Does your dog need to lose a few pounds?
While www.topdogapparel.co.uk can help your dog look well dressed, fine collared and stylish, perhaps ready for the catwalk (sorry, bad pun) it may be that, like many humans and over 35% of the dogs in the UK, he or she would benefit from losing the roll of cuddly fat around their waists. If so, these tips will help you.
Your dog might not need quite so much food as you’re giving them, if it’s above the recommended amounts. You can’t always tell that a dog is being unwisely fed by weighing and checking charts, body shape and fat mass are better indicators.
Dogs fed on human food are more prone to being overweight too.
By overfeeding your dog you could, through acts of love and indulgence, cause health problems for them later in life. Load bearing on hips can be tricky when overweight and the illnesses that affect humans can trouble dogs as well.
Your vet will be able to counsel you about any issues during a visit but prevention is better than cure.

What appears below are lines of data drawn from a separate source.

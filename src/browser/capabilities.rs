use serde::Serialize;
use serde_json::{json, Value};

use crate::config::Credentials;

pub const DEFAULT_CDP_ENDPOINT: &str = "wss://cdp.browserstack.com/puppeteer";

const BUILD_NAME: &str = "BSTACK Tech Challenge";
const SESSION_NAME: &str = "Tech Challenge Test";

/// The fixed set of remote environments the scenario can run in.
#[derive(Debug, Clone, Copy, PartialEq, Eq, clap::ValueEnum)]
pub enum CapabilityPreset {
    /// Windows 10, Chrome
    WindowsChrome,
    /// OS X Ventura, Firefox
    MacosFirefox,
    /// Samsung Galaxy S22 real device
    GalaxyS22,
}

impl CapabilityPreset {
    pub fn descriptor(self) -> Capability {
        let base = Capability {
            name: String::new(),
            os: None,
            os_version: None,
            browser_name: String::new(),
            device: None,
            real_mobile: false,
            build: BUILD_NAME.into(),
            session_name: SESSION_NAME.into(),
            debug: true,
            network_logs: true,
        };
        match self {
            Self::WindowsChrome => Capability {
                name: "windows-chrome".into(),
                os: Some("Windows".into()),
                os_version: Some("10".into()),
                browser_name: "Chrome".into(),
                ..base
            },
            Self::MacosFirefox => Capability {
                name: "macos-firefox".into(),
                os: Some("OS X".into()),
                os_version: Some("Ventura".into()),
                browser_name: "Firefox".into(),
                ..base
            },
            Self::GalaxyS22 => Capability {
                name: "galaxy-s22".into(),
                device: Some("Samsung Galaxy S22".into()),
                real_mobile: true,
                browser_name: "Android".into(),
                ..base
            },
        }
    }
}

/// Immutable description of one remote environment.
#[derive(Debug, Clone, PartialEq, Eq, Serialize)]
pub struct Capability {
    pub name: String,
    pub os: Option<String>,
    pub os_version: Option<String>,
    pub browser_name: String,
    pub device: Option<String>,
    pub real_mobile: bool,
    pub build: String,
    pub session_name: String,
    pub debug: bool,
    pub network_logs: bool,
}

impl Capability {
    /// The vendor's caps object, credentials included.
    pub fn vendor_caps(&self, credentials: &Credentials) -> Value {
        let mut caps = json!({
            "browserName": self.browser_name,
            "build": self.build,
            "name": self.session_name,
            "browserstack.debug": self.debug,
            "browserstack.networkLogs": self.network_logs,
            "browserstack.username": credentials.username,
            "browserstack.accessKey": credentials.access_key,
        });
        if let Some(os) = &self.os {
            caps["os"] = json!(os);
        }
        if let Some(os_version) = &self.os_version {
            caps["os_version"] = json!(os_version);
        }
        if let Some(device) = &self.device {
            caps["device"] = json!(device);
        }
        if self.real_mobile {
            caps["realMobile"] = json!("true");
        }
        caps
    }

    /// Websocket URL for the vendor's CDP endpoint with caps in the query string.
    pub fn endpoint_url(&self, endpoint: &str, credentials: &Credentials) -> String {
        let caps = self.vendor_caps(credentials).to_string();
        format!("{}?caps={}", endpoint, urlencoding::encode(&caps))
    }
}
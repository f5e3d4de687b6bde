use anyhow::Result;
use std::fmt;

/// A declarative reference to a page element.
///
/// Locators are rendered to JavaScript expressions and resolved fresh on
/// every evaluation, so a locator never goes stale when the page re-renders.
#[derive(Debug, Clone, PartialEq, Eq, Hash)]
pub enum Locator {
    /// `document.getElementById`
    Id(String),
    Css(String),
    Xpath(String),
    /// Elements matching `css` whose trimmed text contains `text`.
    Text { css: String, text: String },
    /// First match of `css` inside the element `scope` resolves to.
    Within { scope: Box<Locator>, css: String },
    /// Nearest ancestor-or-self of `origin` matching `css`.
    Ancestor { origin: Box<Locator>, css: String },
}

impl Locator {
    pub fn id(id: impl Into<String>) -> Self {
        Self::Id(id.into())
    }

    pub fn css(selector: impl Into<String>) -> Self {
        Self::Css(selector.into())
    }

    pub fn xpath(expr: impl Into<String>) -> Self {
        Self::Xpath(expr.into())
    }

    pub fn text(css: impl Into<String>, text: impl Into<String>) -> Self {
        Self::Text {
            css: css.into(),
            text: text.into(),
        }
    }

    pub fn within(self, css: impl Into<String>) -> Self {
        Self::Within {
            scope: Box::new(self),
            css: css.into(),
        }
    }

    pub fn ancestor(self, css: impl Into<String>) -> Self {
        Self::Ancestor {
            origin: Box::new(self),
            css: css.into(),
        }
    }

    /// JS expression evaluating to the first matching element or `null`.
    pub fn to_js(&self) -> Result<String> {
        Ok(match self {
            Self::Id(id) => format!("document.getElementById({})", serde_json::to_string(id)?),
            Self::Css(sel) => format!("document.querySelector({})", serde_json::to_string(sel)?),
            Self::Xpath(expr) => format!(
                r#"document.evaluate({}, document, null, XPathResult.FIRST_ORDERED_NODE_TYPE, null).singleNodeValue"#,
                serde_json::to_string(expr)?
            ),
            Self::Text { .. } => format!("({}[0] || null)", self.to_js_all()?),
            Self::Within { scope, css } => format!(
                r#"(() => {{ const scope = {}; return scope ? scope.querySelector({}) : null; }})()"#,
                scope.to_js()?,
                serde_json::to_string(css)?
            ),
            Self::Ancestor { origin, css } => format!(
                r#"(() => {{ const origin = {}; return origin ? origin.closest({}) : null; }})()"#,
                origin.to_js()?,
                serde_json::to_string(css)?
            ),
        })
    }

    /// JS expression evaluating to an array of every matching element.
    pub fn to_js_all(&self) -> Result<String> {
        Ok(match self {
            Self::Css(sel) => format!(
                "Array.from(document.querySelectorAll({}))",
                serde_json::to_string(sel)?
            ),
            Self::Xpath(expr) => format!(
                r#"(() => {{
                    const result = document.evaluate({}, document, null, XPathResult.ORDERED_NODE_SNAPSHOT_TYPE, null);
                    const out = [];
                    for (let i = 0; i < result.snapshotLength; i++) {{
                        const node = result.snapshotItem(i);
                        if (node.nodeType === Node.ELEMENT_NODE) out.push(node);
                    }}
                    return out;
                }})()"#,
                serde_json::to_string(expr)?
            ),
            Self::Text { css, text } => format!(
                r#"Array.from(document.querySelectorAll({})).filter(el => (el.textContent || '').trim().includes({}))"#,
                serde_json::to_string(css)?,
                serde_json::to_string(text)?
            ),
            Self::Within { scope, css } => format!(
                r#"(() => {{ const scope = {}; return scope ? Array.from(scope.querySelectorAll({})) : []; }})()"#,
                scope.to_js()?,
                serde_json::to_string(css)?
            ),
            Self::Id(_) | Self::Ancestor { .. } => format!(
                r#"(() => {{ const el = {}; return el ? [el] : []; }})()"#,
                self.to_js()?
            ),
        })
    }
}

impl fmt::Display for Locator {
    fn fmt(&self, f: &mut fmt::Formatter<'_>) -> fmt::Result {
        match self {
            Self::Id(id) => write!(f, "#{}", id),
            Self::Css(sel) => write!(f, "{}", sel),
            Self::Xpath(expr) => write!(f, "xpath={}", expr),
            Self::Text { css, text } => write!(f, "{}:has-text({:?})", css, text),
            Self::Within { scope, css } => write!(f, "{} >> {}", scope, css),
            Self::Ancestor { origin, css } => write!(f, "{} << {}", origin, css),
        }
    }
}

/// Quote `value` as an XPath string literal, falling back to `concat()`
/// when it contains both quote characters.
pub fn xpath_literal(value: &str) -> String {
    if !value.contains('\'') {
        format!("'{}'", value)
    } else if !value.contains('"') {
        format!("\"{}\"", value)
    } else {
        let parts: Vec<String> = value
            .split('\'')
            .map(|part| format!("'{}'", part))
            .collect();
        format!("concat({})", parts.join(", \"'\", "))
    }
}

Resist the pleading peepers!
We’ve all done it, looked in to those beautiful soulful eyes and seen the unrelenting “I’m hungry” pleading gaze that we couldn’t resist and before we could stop ourselves we’ve helped our treasured, and clever, dogs to snack between meals.
Dogs are natural scavengers so they will always be on the quest for food, they’ve also learned that we’re susceptible to their cute ways and they exploit them without mercy so although they might look as though “butter wouldn’t melt” they know what they’re doing, so play them at their own game and distract them with activity.
Try not to be strict one day and lax the next, this is known as variable reinforcement and does neither the owner nor the dog any good in breaking the habit.
Keep a food diary
We know, it seems like the food police are in control, but if you think you do or might overfeed them then keeping a food diary is a great way to keep an eye on a dog’s diet. Just think, if you have to write down each and every morsel of food or portion weights you’ll soon find it easier to revert to professional guidelines that leave you free for other activities and not writing “guilt” reports. You’ll need to ensure that everyone around your dog plays by the rules.
You don’t have to reward everything with a treat, honest
Although you may have become comfortable with the food treat regime, a hug, attention and fun time work just as well and your beloved will still know that they are prised in a household of funny humans! If you feel compelled to offer a food treat, think about a small piece of fruit or vegetable for them.
Another reward could be any number of the clothes, beds, collars etc. that we carry so you can restock their wardrobe and home with gorgeous, feel good factor items that the whole family will enjoy.
Stop your dog “hoovering”
Like point one, this is another big no! If you have children or other messy human eaters in the home then your dog will be pouncing on those crumbs faster than lightening so you’ll need to stop them quickly. You don’t want to give the impression that they can eat from the worktop by feeding them from the table and you don’t want to feed them from the table so they feast on crumbs. One thing leads to another.
Does your vet have a weight clinic?
We have famous diets and weight control advocates and your pet has one too, your vet. While dogs might back peddle every time that they see the dreaded vet and look accusingly at you, if you both have to be answerable to a weight boss during a check-up and use special food with preset quantities this reins you in. A lot of the clinics are free so why not investigate?
Just giving your pet attention that makes them move around means that he or she will burn some calories and fat so you could use one of their favourite toys to get them running up and down the lounge, make them hunt for toys behind or under furniture or in a buster tube, throw a ball in the garden or the obvious one, take them for a walk, or as is usually the case, let them take you for a dash-walk! These are all treats but they are friendly to waistlines. They can also be used as distraction techniques when dogs are asking for chomping treats. You’re looking to lose about 1% of their body weight a week so it all helps.
Exercise alone is not enough and vice versa
Like humans after a gym session, we could convince ourselves that any physical exertion should be rewarded with food. You know the “I’ll have a burger on the way home from the gym” trick? But an unhealthy diet is counter productive to any energy outlay. Don’t burn some dog calories and then spoil it or poor lovely pooch will never be a lean mean licking machine!
It’s a combination effort, as it is for us humans when trying to lose pounds.
Train them, right from day one
A podgy puppy often becomes a chubby chap so try to get the good habits inured quickly rather than making it a case of re-education later on.
Weight loss pills
The absolute last resort and hopefully it won’t be necessary for most cases. A vet can prescribe medication but this is only viable for a short time if there is a medical need for it. Lifestyle changes will still be required, and a vet can adjust diet to calorie burning levels so this should be the way forward.
Bonus tip – Make diet and exercise fun for you and your faithful dog!